There follows a powerful recital of ‘Freedmen of the five Civilised Tribes’ by Valerie Coleman, played with an intentional ‘southern drawl’, honouring the legacy of Native Americans and former African slaves who traversed the Trail of Tears in the nineteenth century. Then we’re delving into microtone land with ‘Genera’ by Daniel Kessner, with a useful explanation and demonstration beforehand from the very impressive flautist Gavin Stewart, playing across a range of twenty-four octaves instead of the usual twelve, a technique which sounds entirely modern but which was actually used by the Ancient Greeks. This is a delightful duet, mysterious and technically impressive, with both players flawlessly changing between instruments: swapping an alto flute for a bass flute in the middle of the performance.

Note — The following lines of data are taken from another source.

//! Session manager: registration, sign-in, sign-out, refresh and password change.
//!
//! Credential-store calls are bounded by the configured store timeout; a store
//! error or timeout surfaces as [`AuthError::Unavailable`] and is logged here,
//! never passed to the client.

use chrono::Utc;
use std::{future::Future, sync::Arc, time::Duration};
use tokio::time::timeout;
use tracing::{debug, error, info, warn};
use ulid::Ulid;

use super::{
    error::AuthError,
    principal::Principal,
    rate_limit::{AttemptThrottle, RateLimitDecision},
    session::{Session, SessionCache},
    state::AuthConfig,
    types::TokenPair,
    utils::{hash_password, normalize_name, validate_credentials, verify_password},
};
use crate::store::{CredentialStore, InsertOutcome, InsertPolicy, User};

pub struct SessionManager {
    store: Arc<dyn CredentialStore>,
    sessions: Arc<SessionCache>,
    throttle: AttemptThrottle,
    registration_enabled: bool,
    store_timeout: Duration,
}

impl SessionManager {
    #[must_use]
    pub fn new(
        config: &AuthConfig,
        store: Arc<dyn CredentialStore>,
        sessions: Arc<SessionCache>,
    ) -> Self {
        Self {
            store,
            sessions,
            throttle: AttemptThrottle::new(config.sign_in_window(), config.sign_in_max_attempts()),
            registration_enabled: config.registration_enabled(),
            store_timeout: config.store_timeout(),
        }
    }

    /// Create an account.
    ///
    /// With registration disabled only the very first account can be created.
    ///
    /// # Errors
    /// `RegistrationClosed`, `Validation`, `Conflict` or `Unavailable`.
    pub async fn register(&self, name: &str, password: &str) -> Result<(), AuthError> {
        let name = normalize_name(name);
        let bootstrap_only = !self.registration_enabled;

        if bootstrap_only {
            let users = self
                .within_deadline("count_users", self.store.count_users())
                .await?;
            if users > 0 {
                return Err(AuthError::RegistrationClosed);
            }
        }

        validate_credentials(&name, password).map_err(AuthError::Validation)?;

        let existing = self
            .within_deadline("count_by_name", self.store.count_by_name(&name))
            .await?;
        if existing > 0 {
            return Err(AuthError::Conflict);
        }

        let id = Ulid::new().to_string();
        let user = User {
            password_digest: hash_password(&id, password),
            id,
            name,
            created_at: Utc::now(),
        };
        let policy = if bootstrap_only {
            InsertPolicy::BootstrapOnly
        } else {
            InsertPolicy::Open
        };

        match self
            .within_deadline("insert_user", self.store.insert(&user, policy))
            .await?
        {
            InsertOutcome::Created => {
                info!(user_id = %user.id, "User registered");
                Ok(())
            }
            InsertOutcome::Conflict => Err(AuthError::Conflict),
            InsertOutcome::Closed => Err(AuthError::RegistrationClosed),
        }
    }

    /// Verify credentials and open a new session.
    ///
    /// Every attempt counts against the per-name throttle, whether or not the
    /// name exists; a successful sign-in clears the count.
    ///
    /// # Errors
    /// `Validation`, `RateLimited`, `AuthFailed` or `Unavailable`.
    pub async fn sign_in(&self, name: &str, password: &str) -> Result<TokenPair, AuthError> {
        let name = normalize_name(name);
        if name.is_empty() || password.is_empty() {
            return Err(AuthError::Validation(
                "Username and password are required".to_string(),
            ));
        }

        if let RateLimitDecision::Limited { retry_after } =
            self.throttle.check_and_record(&name).await
        {
            debug!(retry_after_seconds = retry_after.as_secs(), "Sign-in throttled");
            return Err(AuthError::RateLimited { retry_after });
        }

        let user = self
            .within_deadline("get_user_by_name", self.store.get_by_name(&name))
            .await?;
        let Some(user) =
            user.filter(|user| verify_password(&user.id, password, &user.password_digest))
        else {
            debug!("Sign-in rejected");
            return Err(AuthError::AuthFailed);
        };

        self.throttle.reset(&name).await;

        let session = issue_session(user.id, user.name)?;
        self.sessions.insert(&session).await;
        info!(user_id = %session.user_id, "Session opened");

        Ok(session.token_pair())
    }

    /// Revoke the session identified by the given tokens.
    ///
    /// The refresh token is authoritative; the access token is only consulted
    /// when the refresh token matches nothing. Unknown tokens are not an error.
    pub async fn sign_out(&self, access_token: &str, refresh_token: &str) {
        let mut revoked = None;
        if !refresh_token.is_empty() {
            revoked = self.sessions.revoke_by_refresh(refresh_token).await;
        }
        if revoked.is_none() && !access_token.is_empty() {
            revoked = self.sessions.revoke_by_access(access_token).await;
        }

        match revoked {
            Some(session) => info!(user_id = %session.user_id, "Session closed"),
            None => debug!("Sign-out without a live session"),
        }
    }

    /// Exchange a refresh token for a new pair. The old pair is revoked first,
    /// so a refresh token works at most once.
    ///
    /// # Errors
    /// `Expired` when the token is unknown, already used or past its TTL;
    /// `Unavailable` if a new pair cannot be minted.
    pub async fn refresh(&self, refresh_token: &str) -> Result<TokenPair, AuthError> {
        if refresh_token.is_empty() {
            return Err(AuthError::Expired);
        }

        let Some(previous) = self.sessions.revoke_by_refresh(refresh_token).await else {
            debug!("Refresh token not found");
            return Err(AuthError::Expired);
        };
        if previous.user_id.is_empty() || previous.refresh_token != refresh_token {
            warn!("Discarded malformed session record during refresh");
            return Err(AuthError::Expired);
        }

        let session = match issue_session(previous.user_id, previous.user_name) {
            Ok(session) => session,
            Err(err) => {
                // The old pair is already gone; the client has to sign in again.
                warn!("Refresh rotation aborted after revoking the previous session");
                return Err(err);
            }
        };
        self.sessions.insert(&session).await;
        debug!(user_id = %session.user_id, "Session rotated");

        Ok(session.token_pair())
    }

    /// Replace the password of the signed-in user after re-checking the
    /// current one. Counts against the sign-in throttle.
    ///
    /// # Errors
    /// `Validation`, `RateLimited`, `AuthFailed` or `Unavailable`.
    pub async fn change_password(
        &self,
        principal: &Principal,
        password: &str,
        new_password: &str,
    ) -> Result<(), AuthError> {
        validate_credentials(&principal.name, new_password).map_err(AuthError::Validation)?;

        if let RateLimitDecision::Limited { retry_after } =
            self.throttle.check_and_record(&principal.name).await
        {
            return Err(AuthError::RateLimited { retry_after });
        }

        let user = self
            .within_deadline("get_user_by_name", self.store.get_by_name(&principal.name))
            .await?;
        let Some(user) = user.filter(|user| {
            user.id == principal.user_id
                && verify_password(&user.id, password, &user.password_digest)
        }) else {
            debug!(user_id = %principal.user_id, "Password change rejected");
            return Err(AuthError::AuthFailed);
        };

        let digest = hash_password(&user.id, new_password);
        let updated = self
            .within_deadline("update_password", self.store.update_password(&user.id, &digest))
            .await?;
        if !updated {
            return Err(AuthError::AuthFailed);
        }

        self.throttle.reset(&principal.name).await;
        info!(user_id = %user.id, "Password changed");
        Ok(())
    }

    pub(super) async fn purge_expired(&self) -> usize {
        self.throttle.purge_expired().await
    }

    async fn within_deadline<T>(
        &self,
        operation: &'static str,
        call: impl Future<Output = anyhow::Result<T>>,
    ) -> Result<T, AuthError> {
        match timeout(self.store_timeout, call).await {
            Ok(Ok(value)) => Ok(value),
            Ok(Err(err)) => {
                error!(operation, "Credential store failure: {err:#}");
                Err(AuthError::Unavailable)
            }
            Err(_) => {
                warn!(operation, "Credential store deadline exceeded");
                Err(AuthError::Unavailable)
            }
        }
    }
}

fn issue_session(user_id: String, user_name: String) -> Result<Session, AuthError> {
    Session::issue(user_id, user_name).map_err(|err| {
        error!("Failed to issue session: {err:#}");
        AuthError::Unavailable
    })
}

And, finally, ‘Indigenous Instruments’ by Steve Mackey, a piece in which – we’re assured by the conductor – the piano is ‘supposed to sound out of tune’. The audience is invited to participate in a thought experiment, imagining the musical traditions of a fabricated culture which never truly existed outside the mind of the composer: we are transported away by a beautiful lilting eeriness, challenged by the clashing melodies and unstable chords, charmed by the traditional folk melodies of non-existent people from a non-existent land.
I look forward to future performances by Treske Quartet and Monday’s Child. I hope this is the first of many collaborations: it’s delightful to trespass in Manchester’s contemporary classical scene, and the evening serves as a pleasant reminder that we’re a City of Music, not just a City of Literature.